Characterization and simulation of sputtering etched profile by focused gallium ion beam on GaN substrate

With the continuous development of manufacturing technology of micro/nano devices based on GaN, focused gallium ion beam has become a momentous method for machining complex GaN structures. Therefore, this study focuses on the characterization and simulation of sputtering etched profile by Ga FIB on GaN substrate. First, the profile characterization experiments are carried out to analyze the influ-ence of ion dose, dwelling time, and scan area, and the results reflect that the sputtering etched regularity on GaN substrate differs from that on Si substrate, especially in redeposition effect, milling rate, and dro-plet phenomenon. In addition, the forming mechanism of droplet phenomenon is discussed, and the milling experiments are conducted to research the droplets avoidance method, which shows that the appearance of droplets is impacted by ion dose and dwelling time.
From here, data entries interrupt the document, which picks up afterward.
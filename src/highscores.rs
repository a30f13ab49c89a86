//! Persisted high score
//!
//! A single best score, loaded once per session and saved on every increase.
//! Stored as a bare JSON integer.

use serde::{Deserialize, Serialize};

use crate::persistence::{Storage, StorageError, load_json, save_json};

/// The stored high score
#[derive(Debug, Clone, Copy, PartialEq, Eq, Serialize, Deserialize, Default)]
#[serde(from = "StoredHighScore", into = "u64")]
pub struct HighScore {
    /// Best score at any game over
    pub score: u64,
}

/// Shapes accepted when reading; `{"score": n}` is what older saves used
#[derive(Deserialize)]
#[serde(untagged)]
enum StoredHighScore {
    Bare(u64),
    Record { score: u64 },
}

impl From<StoredHighScore> for HighScore {
    fn from(stored: StoredHighScore) -> Self {
        match stored {
            StoredHighScore::Bare(score) | StoredHighScore::Record { score } => Self { score },
        }
    }
}

impl From<HighScore> for u64 {
    fn from(record: HighScore) -> Self {
        record.score
    }
}

impl HighScore {
    /// Storage key
    pub const STORAGE_KEY: &'static str = "arrow_log_hit_highscore";

    /// Check if a score would replace this record
    pub fn qualifies(&self, score: u64) -> bool {
        score > self.score
    }

    /// Record a finished run; returns true if it became the new best
    pub fn submit(&mut self, score: u64) -> bool {
        if !self.qualifies(score) {
            return false;
        }
        self.score = score;
        true
    }

    /// Load the stored record, falling back to zero on any failure
    pub fn load(storage: &dyn Storage) -> Self {
        match load_json::<HighScore>(storage, Self::STORAGE_KEY) {
            Ok(Some(record)) => {
                log::info!("Loaded high score {}", record.score);
                record
            }
            Ok(None) => {
                log::info!("No high score found, starting fresh");
                Self::default()
            }
            Err(e) => {
                log::warn!("Failed to load high score: {}", e);
                Self::default()
            }
        }
    }

    /// Save the record
    pub fn save(&self, storage: &mut dyn Storage) -> Result<(), StorageError> {
        save_json(storage, Self::STORAGE_KEY, self)?;
        log::info!("High score saved ({})", self.score);
        Ok(())
    }
}
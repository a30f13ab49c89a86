//! Key-value persistence
//!
//! Mirrors browser LocalStorage: string keys mapped to JSON strings.
//! - `FileStorage`: one `<key>.json` file per key inside a data directory
//! - `MemoryStorage`: in-process map for tests and throwaway sessions
//!
//! Callers treat every failure as non-fatal and fall back to defaults.

mod file;
mod memory;

pub use file::FileStorage;
pub use memory::MemoryStorage;

use serde::Serialize;
use serde::de::DeserializeOwned;

/// Storage failures
#[derive(Debug, thiserror::Error)]
pub enum StorageError {
    #[error("invalid storage key: {0:?}")]
    InvalidKey(String),

    #[error("storage io error: {0}")]
    Io(#[from] std::io::Error),

    #[error("stored value is not valid json: {0}")]
    Json(#[from] serde_json::Error),
}

/// A string key-value store
pub trait Storage {
    fn get_item(&self, key: &str) -> Result<Option<String>, StorageError>;
    fn set_item(&mut self, key: &str, value: &str) -> Result<(), StorageError>;
    fn remove_item(&mut self, key: &str) -> Result<(), StorageError>;
}

/// Read and decode a JSON value
pub fn load_json<T: DeserializeOwned>(
    storage: &dyn Storage,
    key: &str,
) -> Result<Option<T>, StorageError> {
    match storage.get_item(key)? {
        Some(json) => Ok(Some(serde_json::from_str(&json)?)),
        None => Ok(None),
    }
}

/// Encode and write a JSON value
pub fn save_json<T: Serialize>(
    storage: &mut dyn Storage,
    key: &str,
    value: &T,
) -> Result<(), StorageError> {
    let json = serde_json::to_string(value)?;
    storage.set_item(key, &json)
}

/// Keys become file names, so keep them to a safe alphabet
pub(crate) fn validate_key(key: &str) -> Result<(), StorageError> {
    let ok = !key.is_empty()
        && key
            .chars()
            .all(|c| c.is_ascii_alphanumeric() || c == '_' || c == '-');
    if ok {
        Ok(())
    } else {
        Err(StorageError::InvalidKey(key.to_string()))
    }
}

#[cfg(test)]
mod tests {
    use super::*;
    use serde::Deserialize;

    #[derive(Debug, PartialEq, Serialize, Deserialize)]
    struct Sample {
        n: u32,
    }

    #[test]
    fn test_json_helpers() {
        let mut storage = MemoryStorage::new();
        assert!(load_json::<Sample>(&storage, "sample").unwrap().is_none());
        save_json(&mut storage, "sample", &Sample { n: 3 }).unwrap();
        assert_eq!(
            load_json::<Sample>(&storage, "sample").unwrap(),
            Some(Sample { n: 3 })
        );
    }

    #[test]
    fn test_corrupt_json_is_error() {
        let mut storage = MemoryStorage::new();
        storage.set_item("sample", "{not json").unwrap();
        assert!(matches!(
            load_json::<Sample>(&storage, "sample"),
            Err(StorageError::Json(_))
        ));
    }

    #[test]
    fn test_validate_key() {
        assert!(validate_key("arrow_log_hit-1").is_ok());
        assert!(validate_key("").is_err());
        assert!(validate_key("../etc").is_err());
        assert!(validate_key("a b").is_err());
    }
}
Finally, the sputtering yield of GaN under focused gallium ion beam is measured and sorted, and the simulation program is developed based on continuous cellular automaton (CCA) model. This work can provide a guidance for the further appli-cation of GaN-based materials.

Automated summary

With the development of manufacturing technology of micro/nano devices based on GaN, focused gallium ion beam has become a significant method for machining complex GaN structures. This study focuses on the characterization and simulation of sputtering etched profile by Ga FIB on GaN substrate. The experimental results indicate that the sputtering etched regularity on GaN substrate differs from that on Si substrate, especially in terms of redeposition effect, milling rate, and droplet phenomenon. The forming mechanism of droplet phenomenon is discussed, and the impact of ion dose and dwelling time on droplet appearance is explored. The sputtering yield of GaN under focused gallium ion beam is measured, sorted, and a simulation program based on continuous cellular automaton (CCA) model is developed.